A estudante ingressou na Iniciação Científica do Butantan há um ano e meio, quando cursava o terceiro semestre da graduação. Para ela, foi um caminho um tanto inesperado, mas muito enriquecedor. “Quando surgiu a oportunidade, eu pensei ‘quando eu vou ter outra chance de trabalhar no Butantan?’. Eu não sabia nada sobre serpentes quando comecei. Na verdade, eu tinha muito medo de cobras, e só fui perder esse medo quando tive que fazer a extração de veneno de um filhote de jararaca”, conta.

No Butantan, Beatriz foi se interessando cada vez mais pelas serpentes e, como estudante de química, se fascinava especialmente em analisar a composição do veneno dos animais. Para ela, além da equipe ser solícita e receptiva, a diversidade de conhecimentos no laboratório agregou à sua experiência. “Quando eu entrei no Butantan, a maioria das pessoas da equipe era bióloga. Foi muito interessante conhecer pontos de vista diferentes sobre os conceitos de química e bioquímica. Acho que eu aprendi melhor a ser química com os biólogos.”

Trabalhar no Laboratório de Herpetologia foi a primeira experiência da estudante em direção ao sonho de se tornar pesquisadora. Não só os pontos positivos, mas também as dificuldades, foram importantes para o seu aprendizado. Sua expectativa era que a quantidade de acertos seria muito maior, mas ela acabou descobrindo que os experimentos costumam dar muito mais errado do que certo. E que isso tudo é parte do processo de ser cientista.

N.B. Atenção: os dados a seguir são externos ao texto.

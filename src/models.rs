//! Data Models Module
//!
//! This module defines the tree a DMARC aggregate report parses into. The tree
//! mirrors the report XML: one `Feedback` owns its metadata, the published policy
//! and the evaluated records. Policy values are kept as the raw strings found in
//! the report; `AlignmentMode` and `PolicyType` offer typed views over them.
use chrono::{DateTime, Utc};
use serde::{Deserialize, Serialize};
use std::fmt;
use std::str::FromStr;

/// Root of an aggregate report.
#[derive(Debug, Serialize, Deserialize, Clone, PartialEq, Eq, Default)]
pub struct Feedback {
    pub report_metadata: ReportMetadata,
    pub policy_published: PolicyPublished,
    pub records: Vec<Record>,
}

#[derive(Debug, Serialize, Deserialize, Clone, PartialEq, Eq, Default)]
pub struct ReportMetadata {
    pub org_name: String,
    pub email: String,
    pub extra_contact_info: String,
    pub report_id: String,
    pub date_range: DateRange,
}

/// Reporting period in seconds since the epoch.
#[derive(Debug, Serialize, Deserialize, Clone, Copy, PartialEq, Eq, Default)]
pub struct DateRange {
    pub begin: i64,
    pub end: i64,
}

/// The DMARC record the reported domain published.
#[derive(Debug, Serialize, Deserialize, Clone, PartialEq, Eq, Default)]
pub struct PolicyPublished {
    pub domain: String,
    pub adkim: String,
    pub aspf: String,
    pub p: String,
    pub sp: String,
    pub pct: u8,
}

/// One evaluated source IP.
#[derive(Debug, Serialize, Deserialize, Clone, PartialEq, Eq, Default)]
pub struct Record {
    pub row: Row,
    pub identifiers: Identifiers,
    pub auth_results: AuthResults,
}

#[derive(Debug, Serialize, Deserialize, Clone, PartialEq, Eq, Default)]
pub struct Row {
    pub source_ip: String,
    pub count: u64,
    pub policy_evaluated: PolicyEvaluated,
}

#[derive(Debug, Serialize, Deserialize, Clone, PartialEq, Eq, Default)]
pub struct PolicyEvaluated {
    pub disposition: String,
    pub dkim: String,
    pub spf: String,
    pub reason: Option<Reason>,
}

/// Why the receiver overrode the published policy.
#[derive(Debug, Serialize, Deserialize, Clone, PartialEq, Eq, Default)]
pub struct Reason {
    #[serde(rename = "type")]
    pub kind: String,
    pub comment: String,
}

#[derive(Debug, Serialize, Deserialize, Clone, PartialEq, Eq, Default)]
pub struct Identifiers {
    pub header_from: String,
}

#[derive(Debug, Serialize, Deserialize, Clone, PartialEq, Eq, Default)]
pub struct AuthResults {
    pub spf: Spf,
    pub dkim: Vec<Dkim>,
}

#[derive(Debug, Serialize, Deserialize, Clone, PartialEq, Eq, Default)]
pub struct Spf {
    pub domain: String,
    pub result: String,
}

#[derive(Debug, Serialize, Deserialize, Clone, PartialEq, Eq, Default)]
pub struct Dkim {
    pub domain: String,
    pub result: String,
    pub selector: String,
}

#[derive(Debug, Serialize, Deserialize, Clone, Copy, PartialEq, Eq, Default)]
pub enum AlignmentMode {
    #[default]
    Relaxed,
    Strict,
}

#[derive(Debug, Serialize, Deserialize, Clone, Copy, PartialEq, Eq, Default)]
pub enum PolicyType {
    #[default]
    None,
    Quarantine,
    Reject,
}

impl Feedback {
    /// Total number of messages covered by the report.
    pub fn total_messages(&self) -> u64 {
        self.records.iter().map(|r| r.row.count).sum()
    }
}

impl DateRange {
    /// Whether the range begins no later than it ends. Parsing does not enforce this.
    pub fn is_ordered(&self) -> bool {
        self.begin <= self.end
    }

    pub fn begin_utc(&self) -> Option<DateTime<Utc>> {
        DateTime::from_timestamp(self.begin, 0)
    }

    pub fn end_utc(&self) -> Option<DateTime<Utc>> {
        DateTime::from_timestamp(self.end, 0)
    }

    /// Formats the beginning of the range as `02 Jan, 2006`.
    /// Timestamps chrono cannot represent are printed as raw seconds.
    pub fn formatted_date(&self) -> String {
        format_timestamp(self.begin, self.begin_utc())
    }

    /// Formats the whole range as `01 Jan, 2024 - 02 Jan, 2024`.
    pub fn formatted_period(&self) -> String {
        format!(
            "{} - {}",
            self.formatted_date(),
            format_timestamp(self.end, self.end_utc())
        )
    }
}

fn format_timestamp(raw: i64, at: Option<DateTime<Utc>>) -> String {
    match at {
        Some(at) => at.format("%d %b, %Y").to_string(),
        None => raw.to_string(),
    }
}

impl PolicyPublished {
    pub fn dkim_alignment(&self) -> Option<AlignmentMode> {
        self.adkim.parse().ok()
    }

    pub fn spf_alignment(&self) -> Option<AlignmentMode> {
        self.aspf.parse().ok()
    }

    pub fn policy(&self) -> Option<PolicyType> {
        self.p.parse().ok()
    }

    pub fn subdomain_policy(&self) -> Option<PolicyType> {
        self.sp.parse().ok()
    }
}

impl fmt::Display for AlignmentMode {
    fn fmt(&self, f: &mut fmt::Formatter<'_>) -> fmt::Result {
        match self {
            AlignmentMode::Relaxed => write!(f, "relaxed"),
            AlignmentMode::Strict => write!(f, "strict"),
        }
    }
}

impl fmt::Display for PolicyType {
    fn fmt(&self, f: &mut fmt::Formatter<'_>) -> fmt::Result {
        match self {
            PolicyType::None => write!(f, "none"),
            PolicyType::Quarantine => write!(f, "quarantine"),
            PolicyType::Reject => write!(f, "reject"),
        }
    }
}

impl FromStr for AlignmentMode {
    type Err = String;
    fn from_str(s: &str) -> Result<Self, Self::Err> {
        match s.trim().to_lowercase().as_str() {
            "r" | "relaxed" => Ok(AlignmentMode::Relaxed),
            "s" | "strict" => Ok(AlignmentMode::Strict),
            _ => Err(format!("Invalid alignment mode: {}", s)),
        }
    }
}

impl FromStr for PolicyType {
    type Err = String;
    fn from_str(s: &str) -> Result<Self, Self::Err> {
        match s.trim().to_lowercase().as_str() {
            "none" => Ok(PolicyType::None),
            "quarantine" => Ok(PolicyType::Quarantine),
            "reject" => Ok(PolicyType::Reject),
            _ => Err(format!("Invalid policy type: {}", s)),
        }
    }
}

“Eu aprendi muito não só sobre as técnicas, mas sobre como se faz ciência. Sobre como se discute ciência, como se analisa dados e sobre a importância de um ambiente de pesquisa saudável em que você tem uma colaboração boa entre os colegas. Eu aprendi como é um ambiente de laboratório que prospera e como eu posso fazer a minha parte nisso.”


Um trabalho (e uma vida) com propósito

Beatriz conta que sempre foi uma criança muito curiosa e vivia perguntando para seus pais por que “as coisas no mundo são como são”. Um de seus maiores interesses era entender como a saúde humana funcionava. Sua mãe tem anemia falciforme, uma doença genética hereditária que causa alteração no formato dos glóbulos vermelhos (células do sangue). “Quando eu era pequena, queria achar uma cura para essa doença. Hoje eu entendo que é uma doença genética. Mas acredito que foi tentando entender essas coisas, entender o que estava acontecendo dentro da minha família, que eu fui desenvolvendo essa curiosidade e interesse por ciência”, diz.

Para a estudante, o papel da ciência vai além de descobrir como o mundo funciona: cada cientista faz uma fração de trabalho para que as pessoas possam, direta ou indiretamente, ter uma vida melhor. E isso é o que a motiva a se dedicar ao atual projeto e a seguir uma carreira como pesquisadora, explorando também outras áreas.

“Se os meus estudos fizerem alguma diferença na vida das pessoas, eu vou saber que fiz o meu trabalho certo.”